TG-rich sequences. Some matrix attachment regions have been characterized by T-G rich spans ( 2 ). These regions are abundant in the 3' UTR of a number of genes, and may act as signals at the recombination sites, e.g. immunoglobulin genes. Motifs, m 4 . . . m 6 in Figure 1 are used to compose Rule 2 (Fig. 2 ) that identifies the T-G rich spans. Curved DNA. Intrinsically curved DNA has been identified at or near several matrix attachment sites ( 2 , 11 ). Curved DNA is also considered to play an important role in nuclear processes that involve the interaction of DNA and proteins, such as recombination, replication and transcription. Optimal curvature is expected for sequences with repeats of the motif, AAAAn 7 AAAn 7 AAAA as well as the motif TTTAAA (motifs m 7 . . . m 9 in Fig. 1 ). Rule 3 will identify curved DNA. Kinked DNA. Kinked DNA has generally been associated with the presence of copies of the dinucleotide TG, CA or TA that are separated by 2-4 or 9-12 nt. For example, kinked DNA will be produced by the motif TAn 3 TGn 3 CA , with TA, TG and CA occurring in any order (motifs m 10 . . . m 15 in Fig. 1 ). Rule 4 will identify kinked DNA. Topoisomerase II sites. Topoisomerase II binding and cleavage sites are concentrated at the sites of nuclear attachment. Both vertebrate and Drosophila topoisomerase II consensus sequences have been identified ( 12 , 13 ), and are fashioned as Rule 5 in Figure 2 . AT-rich sequences. Many MARs contain significant stretches of AT-rich sequences. It has been suggested that the simple occurrence of isolated AT-rich regions is not sufficient to cause matrix association. Several such regularly spaced motifs are required for matrix association. Periodicity was considered while formulating Rule 6 ( 2 ), although consideration of local nucleotide concentration above a threshold may be required.

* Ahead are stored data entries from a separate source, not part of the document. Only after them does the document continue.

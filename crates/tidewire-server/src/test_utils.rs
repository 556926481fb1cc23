//! In-memory transport and fixtures for exercising connections without
//! sockets. Used by this crate's unit tests and by its integration tests.

use std::net::SocketAddr;
use std::sync::Arc;
use std::sync::atomic::{AtomicBool, AtomicUsize, Ordering};
use std::time::Duration;

use async_trait::async_trait;
use bytes::Bytes;
use tidewire_core::{Message, MsgId, PacketCodec};
use tokio::sync::mpsc;
use tokio_util::sync::CancellationToken;

use crate::connection::{ConnId, Connection, ConnectionContext};
use crate::dispatcher::{DispatchOptions, Dispatcher};
use crate::errors::TransportError;
use crate::hooks::ConnectionHooks;
use crate::registry::ConnectionTracker;
use crate::router::Router;
use crate::transport::{FrameReader, FrameWriter, Transport};

/// Address reported by [`channel_transport`].
pub const TEST_REMOTE_ADDR: &str = "127.0.0.1:40000";

/// The client end of an in-memory transport.
pub struct TestPeer {
    to_server: Option<mpsc::UnboundedSender<Result<Bytes, TransportError>>>,
    from_server: mpsc::UnboundedReceiver<Bytes>,
    writer_closed: Arc<AtomicBool>,
    codec: PacketCodec,
}

impl TestPeer {
    /// Deliver a raw frame to the server. Returns `false` once the server's
    /// reader is gone.
    pub fn send_raw(&self, frame: Bytes) -> bool {
        self.to_server
            .as_ref()
            .is_some_and(|tx| tx.send(Ok(frame)).is_ok())
    }

    /// Encode and deliver a message.
    pub fn send_msg(&self, msg_id: MsgId, payload: &[u8]) -> bool {
        match self.codec.pack(msg_id, payload) {
            Ok(frame) => self.send_raw(frame),
            Err(_) => false,
        }
    }

    /// Make the server's next read fail with `err`.
    pub fn send_error(&self, err: TransportError) {
        if let Some(tx) = &self.to_server {
            let _ = tx.send(Err(err));
        }
    }

    /// Hang up: the server's reader sees a clean close.
    pub fn disconnect(&mut self) {
        self.to_server = None;
    }

    /// Next raw frame written by the server, `None` once its writer is closed
    /// and drained.
    pub async fn recv_raw(&mut self) -> Option<Bytes> {
        self.from_server.recv().await
    }

    /// Next decodable message written by the server.
    pub async fn recv_msg(&mut self) -> Option<Message> {
        let frame = self.recv_raw().await?;
        self.codec.unpack(frame).ok()
    }

    /// A frame already written by the server, without waiting.
    pub fn try_recv_raw(&mut self) -> Option<Bytes> {
        self.from_server.try_recv().ok()
    }

    /// Whether the server closed or dropped its writer.
    pub fn writer_closed(&self) -> bool {
        self.writer_closed.load(Ordering::SeqCst)
    }
}

/// Build an in-memory [`Transport`] and the peer that drives it.
pub fn channel_transport() -> (Transport, TestPeer) {
    let (to_server, inbound) = mpsc::unbounded_channel();
    let (outbound, from_server) = mpsc::unbounded_channel();
    let writer_closed = Arc::new(AtomicBool::new(false));
    let remote_addr: SocketAddr = TEST_REMOTE_ADDR
        .parse()
        .unwrap_or_else(|_| SocketAddr::from(([127, 0, 0, 1], 0)));

    let transport = Transport::new(
        ChannelReader { inbound },
        ChannelWriter {
            outbound: Some(outbound),
            closed: Arc::clone(&writer_closed),
        },
        remote_addr,
    );
    let peer = TestPeer {
        to_server: Some(to_server),
        from_server,
        writer_closed,
        codec: PacketCodec::default(),
    };
    (transport, peer)
}

struct ChannelReader {
    inbound: mpsc::UnboundedReceiver<Result<Bytes, TransportError>>,
}

#[async_trait]
impl FrameReader for ChannelReader {
    async fn read_frame(&mut self) -> Result<Option<Bytes>, TransportError> {
        match self.inbound.recv().await {
            Some(Ok(frame)) => Ok(Some(frame)),
            Some(Err(e)) => Err(e),
            None => Ok(None),
        }
    }
}

struct ChannelWriter {
    outbound: Option<mpsc::UnboundedSender<Bytes>>,
    closed: Arc<AtomicBool>,
}

#[async_trait]
impl FrameWriter for ChannelWriter {
    async fn write_frame(&mut self, frame: Bytes) -> Result<(), TransportError> {
        let tx = self.outbound.as_ref().ok_or(TransportError::Closed)?;
        tx.send(frame).map_err(|_| TransportError::Closed)
    }

    async fn close(&mut self) -> Result<(), TransportError> {
        self.outbound = None;
        self.closed.store(true, Ordering::SeqCst);
        Ok(())
    }
}

impl Drop for ChannelWriter {
    fn drop(&mut self) {
        self.closed.store(true, Ordering::SeqCst);
    }
}

/// Hooks that count their invocations.
#[derive(Debug, Default)]
pub struct CountingHooks {
    /// `on_start` calls.
    pub started: AtomicUsize,
    /// `on_stop` calls.
    pub stopped: AtomicUsize,
}

impl ConnectionHooks for CountingHooks {
    fn on_start(&self, _conn: &Arc<Connection>) {
        let _ = self.started.fetch_add(1, Ordering::SeqCst);
    }

    fn on_stop(&self, _conn: &Arc<Connection>) {
        let _ = self.stopped.fetch_add(1, Ordering::SeqCst);
    }
}

/// Tracker that counts removals and records their ids.
#[derive(Debug, Default)]
pub struct CountingTracker {
    /// Number of removals.
    pub removed: AtomicUsize,
    /// Removed ids, in order.
    pub ids: parking_lot::Mutex<Vec<ConnId>>,
}

impl ConnectionTracker for CountingTracker {
    fn remove_connection(&self, id: ConnId) {
        let _ = self.removed.fetch_add(1, Ordering::SeqCst);
        self.ids.lock().push(id);
    }
}

/// A connection context with a direct-mode dispatcher over `router`, a
/// 16-frame outbound queue and a 30 second heartbeat timeout.
pub fn test_context(
    router: Router,
    tracker: Arc<dyn ConnectionTracker>,
    hooks: Arc<dyn ConnectionHooks>,
) -> ConnectionContext {
    let dispatcher = Dispatcher::new(
        router,
        DispatchOptions {
            worker_pool_size: 0,
            ..DispatchOptions::default()
        },
    );
    ConnectionContext {
        codec: Arc::new(PacketCodec::default()),
        dispatcher,
        tracker,
        hooks,
        max_outbound_queue_len: 16,
        heartbeat_timeout: Duration::from_secs(30),
        shutdown: CancellationToken::new(),
    }
}

/// A standalone connection with id `id`, counting hooks and tracker, and
/// an empty router. Not started.
pub fn test_connection(id: ConnId) -> (Arc<Connection>, TestPeer) {
    let ctx = test_context(
        Router::new(),
        Arc::new(CountingTracker::default()),
        Arc::new(CountingHooks::default()),
    );
    let (transport, peer) = channel_transport();
    (Connection::new(id, transport, &ctx), peer)
}
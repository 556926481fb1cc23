//! # tidewire-server
//!
//! Per-connection concurrency engine, message dispatch and the WebSocket /
//! TCP server that feeds them.
//!
//! - [`connection`]: one live session with inbound/outbound tasks, bounded
//!   outbound queue, heartbeat tracking and once-only shutdown
//! - [`registry`]: thread-safe directory of live connections
//! - [`router`] / [`dispatcher`]: msg id → handler mapping, direct or
//!   worker-pool execution with per-connection ordering
//! - [`transport`]: frame-level transport abstraction with WebSocket and raw
//!   TCP adapters
//! - [`server`]: accepts sessions, wires hooks, serves HTTP routes
//! - [`heartbeat`]: liveness sweeps over the registry
//! - [`shutdown`], [`health`], [`metrics`]: process plumbing

#![deny(unsafe_code)]

pub mod connection;
pub mod dispatcher;
pub mod errors;
pub mod health;
pub mod heartbeat;
pub mod hooks;
pub mod metrics;
pub mod registry;
pub mod request;
pub mod router;
pub mod server;
pub mod shutdown;
pub mod test_utils;
pub mod transport;

pub use connection::{ConnId, Connection, ConnectionContext, ConnectionState};
pub use dispatcher::{DispatchOptions, Dispatcher};
pub use errors::{ConnectionError, DispatchError, RegistryError, ServerError, TransportError};
pub use hooks::{ConnectionHooks, NoopHooks, ServerHooks};
pub use registry::{ConnectionRegistry, ConnectionTracker};
pub use request::Request;
pub use router::{HandlerFn, MsgHandler, Router, handler_fn};
pub use server::Server;
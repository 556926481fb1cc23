//! One live client session.
//!
//! A [`Connection`] owns its transport and runs two tasks once started: an
//! inbound task that decodes frames and hands them to the dispatcher, and an
//! outbound task that drains a bounded queue of encoded frames onto the
//! transport. Either task exiting, for whatever reason, stops the whole
//! connection. [`Connection::stop`] is safe to call from any task, any number
//! of times; only the first call has an effect.

use std::collections::HashMap;
use std::net::SocketAddr;
use std::sync::Arc;
use std::time::Duration;

use bytes::Bytes;
use metrics::{counter, gauge};
use parking_lot::{Mutex, RwLock};
use serde::Serialize;
use serde_json::Value;
use tidewire_core::{MsgId, PacketCodec};
use tokio::sync::mpsc;
use tokio::time::Instant;
use tokio_util::sync::CancellationToken;
use tracing::{debug, error, warn};

use crate::dispatcher::Dispatcher;
use crate::errors::ConnectionError;
use crate::hooks::ConnectionHooks;
use crate::metrics::{
    CONNECTIONS_ACTIVE, CONNECTIONS_TOTAL, DECODE_ERRORS_TOTAL, DISCONNECTIONS_TOTAL,
    FRAMES_RECEIVED_TOTAL, FRAMES_SENT_TOTAL,
};
use crate::registry::ConnectionTracker;
use crate::request::Request;
use crate::transport::{FrameReader, FrameWriter, Transport};

/// Server-assigned connection identifier.
pub type ConnId = u64;

/// Upper bound on how long the outbound task waits for the transport to close.
const CLOSE_TIMEOUT: Duration = Duration::from_secs(5);

/// Lifecycle phase of a connection. Transitions only move forward.
#[derive(Clone, Copy, Debug, PartialEq, Eq)]
pub enum ConnectionState {
    /// Constructed, tasks not yet launched.
    Created,
    /// Inbound and outbound tasks are running.
    Running,
    /// Stopped. Terminal.
    Closed,
}

/// Collaborators and limits shared by every connection a server creates.
#[derive(Clone)]
pub struct ConnectionContext {
    /// Frame codec.
    pub codec: Arc<PacketCodec>,
    /// Where decoded requests go.
    pub dispatcher: Arc<Dispatcher>,
    /// Notified once when a connection stops.
    pub tracker: Arc<dyn ConnectionTracker>,
    /// Lifecycle callbacks.
    pub hooks: Arc<dyn ConnectionHooks>,
    /// Capacity of each connection's outbound queue.
    pub max_outbound_queue_len: usize,
    /// Inactivity after which a connection counts as dead.
    pub heartbeat_timeout: Duration,
    /// Parent token; cancelling it stops every connection built from this context.
    pub shutdown: CancellationToken,
}

struct Liveness {
    state: ConnectionState,
    last_heartbeat: Instant,
}

/// A live client session. Always handled through an `Arc`.
pub struct Connection {
    id: ConnId,
    remote_addr: SocketAddr,
    connected_at: Instant,
    liveness: RwLock<Liveness>,
    tx: mpsc::Sender<Bytes>,
    /// Transport and queue receiver, taken by whichever of start/stop runs first.
    pending: Mutex<Option<(Transport, mpsc::Receiver<Bytes>)>>,
    cancel: CancellationToken,
    codec: Arc<PacketCodec>,
    dispatcher: Arc<Dispatcher>,
    tracker: Arc<dyn ConnectionTracker>,
    hooks: Arc<dyn ConnectionHooks>,
    heartbeat_timeout: Duration,
    properties: RwLock<HashMap<String, Value>>,
}

impl Connection {
    /// Create a connection in the `Created` state. Nothing runs until
    /// [`start`](Self::start).
    pub fn new(id: ConnId, transport: Transport, ctx: &ConnectionContext) -> Arc<Self> {
        let (tx, rx) = mpsc::channel(ctx.max_outbound_queue_len.max(1));
        let now = Instant::now();
        Arc::new(Self {
            id,
            remote_addr: transport.remote_addr(),
            connected_at: now,
            liveness: RwLock::new(Liveness {
                state: ConnectionState::Created,
                last_heartbeat: now,
            }),
            tx,
            pending: Mutex::new(Some((transport, rx))),
            cancel: ctx.shutdown.child_token(),
            codec: Arc::clone(&ctx.codec),
            dispatcher: Arc::clone(&ctx.dispatcher),
            tracker: Arc::clone(&ctx.tracker),
            hooks: Arc::clone(&ctx.hooks),
            heartbeat_timeout: ctx.heartbeat_timeout,
            properties: RwLock::new(HashMap::new()),
        })
    }

    /// Connection id.
    pub fn id(&self) -> ConnId {
        self.id
    }

    /// Address of the remote peer.
    pub fn remote_addr(&self) -> SocketAddr {
        self.remote_addr
    }

    /// When the connection was accepted.
    pub fn connected_at(&self) -> Instant {
        self.connected_at
    }

    /// Current lifecycle phase.
    pub fn state(&self) -> ConnectionState {
        self.liveness.read().state
    }

    /// Whether [`stop`](Self::stop) has run.
    pub fn is_closed(&self) -> bool {
        self.state() == ConnectionState::Closed
    }

    /// Token cancelled when the connection stops. Handlers can select on it
    /// to abandon work for a dead peer.
    pub fn context(&self) -> CancellationToken {
        self.cancel.clone()
    }

    /// Launch the inbound and outbound tasks and fire the start hook.
    ///
    /// Only the first call on a `Created` connection does anything.
    pub fn start(self: &Arc<Self>) {
        let Some((transport, rx)) = self.pending.lock().take() else {
            warn!(conn_id = self.id, "start called on a connection that is not in the created state");
            return;
        };
        {
            let mut live = self.liveness.write();
            if live.state != ConnectionState::Created {
                return;
            }
            live.state = ConnectionState::Running;
        }

        counter!(CONNECTIONS_TOTAL).increment(1);
        gauge!(CONNECTIONS_ACTIVE).increment(1.0);
        debug!(conn_id = self.id, remote_addr = %self.remote_addr, "connection started");

        // The hook runs before either task can observe a failure, so a
        // stop hook never precedes the start hook.
        self.hooks.on_start(self);

        let (reader, writer) = transport.into_parts();
        let _ = tokio::spawn(Arc::clone(self).run_inbound(reader));
        let _ = tokio::spawn(Arc::clone(self).run_outbound(writer, rx));
    }

    /// Stop the connection. Idempotent and callable from any task,
    /// including the connection's own tasks and its hooks.
    pub fn stop(self: &Arc<Self>) {
        let was_running = {
            let mut live = self.liveness.write();
            match live.state {
                ConnectionState::Closed => return,
                prev => {
                    live.state = ConnectionState::Closed;
                    prev == ConnectionState::Running
                }
            }
        };

        debug!(conn_id = self.id, "stopping connection");
        self.cancel.cancel();
        // Never started: nothing else owns the transport, release it here.
        let unstarted = self.pending.lock().take();
        drop(unstarted);

        if was_running {
            self.hooks.on_stop(self);
            counter!(DISCONNECTIONS_TOTAL).increment(1);
            gauge!(CONNECTIONS_ACTIVE).decrement(1.0);
        }
        self.tracker.remove_connection(self.id);
    }

    /// Encode and enqueue a message, waiting for queue space if it is full.
    ///
    /// Fails with [`ConnectionError::Closed`] if the connection stops before
    /// or while waiting. A successful return means the frame is queued, not
    /// that it reached the peer.
    pub async fn send_msg(&self, msg_id: MsgId, data: &[u8]) -> Result<(), ConnectionError> {
        let frame = self.codec.pack(msg_id, data)?;
        if self.is_closed() {
            return Err(ConnectionError::Closed);
        }

        let permit = tokio::select! {
            biased;
            () = self.cancel.cancelled() => return Err(ConnectionError::Closed),
            permit = self.tx.reserve() => permit.map_err(|_| ConnectionError::Closed)?,
        };

        let live = self.liveness.read();
        if live.state == ConnectionState::Closed {
            return Err(ConnectionError::Closed);
        }
        permit.send(frame);
        Ok(())
    }

    /// Serialize `value` as JSON and send it as the payload of `msg_id`,
    /// waiting for queue space like [`send_msg`](Self::send_msg).
    pub async fn send_json<T>(&self, msg_id: MsgId, value: &T) -> Result<(), ConnectionError>
    where
        T: Serialize + ?Sized,
    {
        let data = serde_json::to_vec(value)?;
        self.send_msg(msg_id, &data).await
    }

    /// Encode and enqueue a message without waiting.
    pub fn try_send_msg(&self, msg_id: MsgId, data: &[u8]) -> Result<(), ConnectionError> {
        let frame = self.codec.pack(msg_id, data)?;
        self.try_send_frame(frame)
    }

    /// Enqueue an already encoded frame without waiting.
    pub(crate) fn try_send_frame(&self, frame: Bytes) -> Result<(), ConnectionError> {
        let live = self.liveness.read();
        if live.state == ConnectionState::Closed {
            return Err(ConnectionError::Closed);
        }
        self.tx.try_send(frame).map_err(|e| match e {
            mpsc::error::TrySendError::Full(_) => ConnectionError::QueueFull,
            mpsc::error::TrySendError::Closed(_) => ConnectionError::Closed,
        })
    }

    /// Record activity now. The timestamp never moves backwards.
    pub fn set_ping_time(&self) {
        let now = Instant::now();
        let mut live = self.liveness.write();
        if now > live.last_heartbeat {
            live.last_heartbeat = now;
        }
    }

    /// Most recent activity.
    pub fn last_heartbeat(&self) -> Instant {
        self.liveness.read().last_heartbeat
    }

    /// `true` when more than the heartbeat timeout has passed since the last
    /// activity, i.e. the connection is dead.
    pub fn is_heartbeat_timeout(&self) -> bool {
        self.last_heartbeat_elapsed() > self.heartbeat_timeout
    }

    /// Time since the most recent activity.
    pub fn last_heartbeat_elapsed(&self) -> Duration {
        self.last_heartbeat().elapsed()
    }

    /// Attach an arbitrary value to the connection.
    pub fn set_property(&self, key: impl Into<String>, value: Value) {
        let _ = self.properties.write().insert(key.into(), value);
    }

    /// Read a value previously attached with [`set_property`](Self::set_property).
    pub fn property(&self, key: &str) -> Option<Value> {
        self.properties.read().get(key).cloned()
    }

    /// Detach a value, returning it.
    pub fn remove_property(&self, key: &str) -> Option<Value> {
        self.properties.write().remove(key)
    }

    async fn run_inbound(self: Arc<Self>, mut reader: Box<dyn FrameReader>) {
        loop {
            let next = tokio::select! {
                biased;
                () = self.cancel.cancelled() => break,
                next = reader.read_frame() => next,
            };
            let frame = match next {
                Ok(Some(frame)) => frame,
                Ok(None) => {
                    debug!(conn_id = self.id, "peer closed the session");
                    break;
                }
                Err(e) => {
                    debug!(conn_id = self.id, error = %e, "read failed");
                    break;
                }
            };

            let message = match self.codec.unpack(frame) {
                Ok(message) => message,
                Err(e) => {
                    counter!(DECODE_ERRORS_TOTAL).increment(1);
                    error!(conn_id = self.id, error = %e, "malformed frame, closing connection");
                    break;
                }
            };
            counter!(FRAMES_RECEIVED_TOTAL).increment(1);
            self.set_ping_time();

            let request = Request::new(Arc::clone(&self), message);
            let dispatched = tokio::select! {
                biased;
                () = self.cancel.cancelled() => break,
                dispatched = self.dispatcher.dispatch(request) => dispatched,
            };
            if let Err(e) = dispatched {
                warn!(conn_id = self.id, error = %e, "dispatch failed");
                break;
            }
        }
        debug!(conn_id = self.id, "inbound task exiting");
        self.stop();
    }

    async fn run_outbound(
        self: Arc<Self>,
        mut writer: Box<dyn FrameWriter>,
        mut rx: mpsc::Receiver<Bytes>,
    ) {
        loop {
            let frame = tokio::select! {
                biased;
                () = self.cancel.cancelled() => break,
                frame = rx.recv() => frame,
            };
            let Some(frame) = frame else { break };
            // A peer that stops reading can stall the write indefinitely.
            let written = tokio::select! {
                biased;
                () = self.cancel.cancelled() => break,
                written = writer.write_frame(frame) => written,
            };
            if let Err(e) = written {
                debug!(conn_id = self.id, error = %e, "write failed");
                break;
            }
            counter!(FRAMES_SENT_TOTAL).increment(1);
        }

        rx.close();
        match tokio::time::timeout(CLOSE_TIMEOUT, writer.close()).await {
            Ok(Ok(())) => {}
            Ok(Err(e)) => debug!(conn_id = self.id, error = %e, "transport close failed"),
            Err(_) => debug!(conn_id = self.id, "transport close timed out"),
        }
        debug!(conn_id = self.id, "outbound task exiting");
        self.stop();
    }
}

impl std::fmt::Debug for Connection {
    fn fmt(&self, f: &mut std::fmt::Formatter<'_>) -> std::fmt::Result {
        f.debug_struct("Connection")
            .field("id", &self.id)
            .field("remote_addr", &self.remote_addr)
            .field("state", &self.state())
            .finish_non_exhaustive()
    }
}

Several other characteristics, some of which have not been included in the current analysis, have been proposed for MARs. For example, MARs have been shown to contain palindromic sequences, Z-DNA and DNase I hypersensitive sites ( 2 ). A few Alu elements have also been identified within MARs. Specifically, Alu s with a high AT content may interact with the nuclear matrix. With the exception of Alu elements, whose role in matrix attachment is unclear (and their occurrence limited to primates), the above elements cannot be easily fashioned into a definitive consensus pattern. Moreover, these elements may not be appropriate or necessary for the mathematical determination of MAR-potential. For example, many bacterial, viral and mammalian ORI sequences, which are characteristic of MARs, are also palindromic. The occurrence of palindromic sequences at sites of nuclear matrix attachment may thus reflect the presence of origins of replication, which are already identified by Rule 1 in Figure 2 . DNase I hypersensitivity, while possibly a characteristic of MARs, is likely a result of the interaction with the nuclear matrix and not its cause. Thus, DNase I hypersensitivity may represent a useful method for identifying MARs experimentally rather than computationally.

There is ample evidence to suggest that transcription factor binding sites, promoter regions and other regulatory regions of the genome may be nuclear matrix associated. While there are a myriad regulatory elements and promoter sequences of known composition, these have not been utilized in the model presented. The computational model proposed in this report will most likely identify constitutive or class 2 MARs, although, when adjusted, it has been successful in detecting facultative class 3 MARs ( 10 ).

The computational model for detecting MARs

Known consensus sequences for eukaryotic transcription factors and promoters can be identified using algorithms such as SIGNAL SCAN ( 14 ) and PROMOTER SCAN ( 15 ). These programs look for singular patterns, and are thus not very useful for determining the significance of the co-occurrence of many patterns. Similarly, `gene grammar' has been utilized ( 16 ) to capture relations between the promoters, introns and exons. While this approach has its merits for detecting functional units within a sequence, its application is limited to recognizing patterns where the relationship between the component motifs is known a priori . A neural network can be utilized to recognize higher level patterns when such a relationship between the component motifs is not formally defined but learned by the computational agents. Such a system has been utilized by Grail where the network was trained to detect genes ( >= 100 bases in size) in raw DNA sequence ( 17 ). However, the lack of an appropriate training set (there are very few MAR regions experimentally mapped) makes neural network an impractical tool for this problem. Thus, our approach based on assigning a statistical significance to the co-occurrence of several MAR specific patterns represents a unique and, as we demonstrate below, viable solution to the MAR detection problem.

MAR patterns definition

As a first step toward the algorithmic detection of regions of probable matrix association (MARs), an effective mathematical framework for representing such patterns must be adopted. In our approach, the underlying architecture used to represent patterns is based on an AND-OR Boolean decision tree. As shown in Figure 3 , such a tree represents a disjunction (OR) of the conjunctions (AND) on motifs detected in the sequence. Thus, sequence level motifs serve as the lowest level predicates used to detect the presence of a higher level pattern in the sequence. Note that the lowest level predicates may be negated before being used in the AND layer. In such an instance, the absence of motifs is sought to satisfy the conditions for the occurrence of the higher level pattern.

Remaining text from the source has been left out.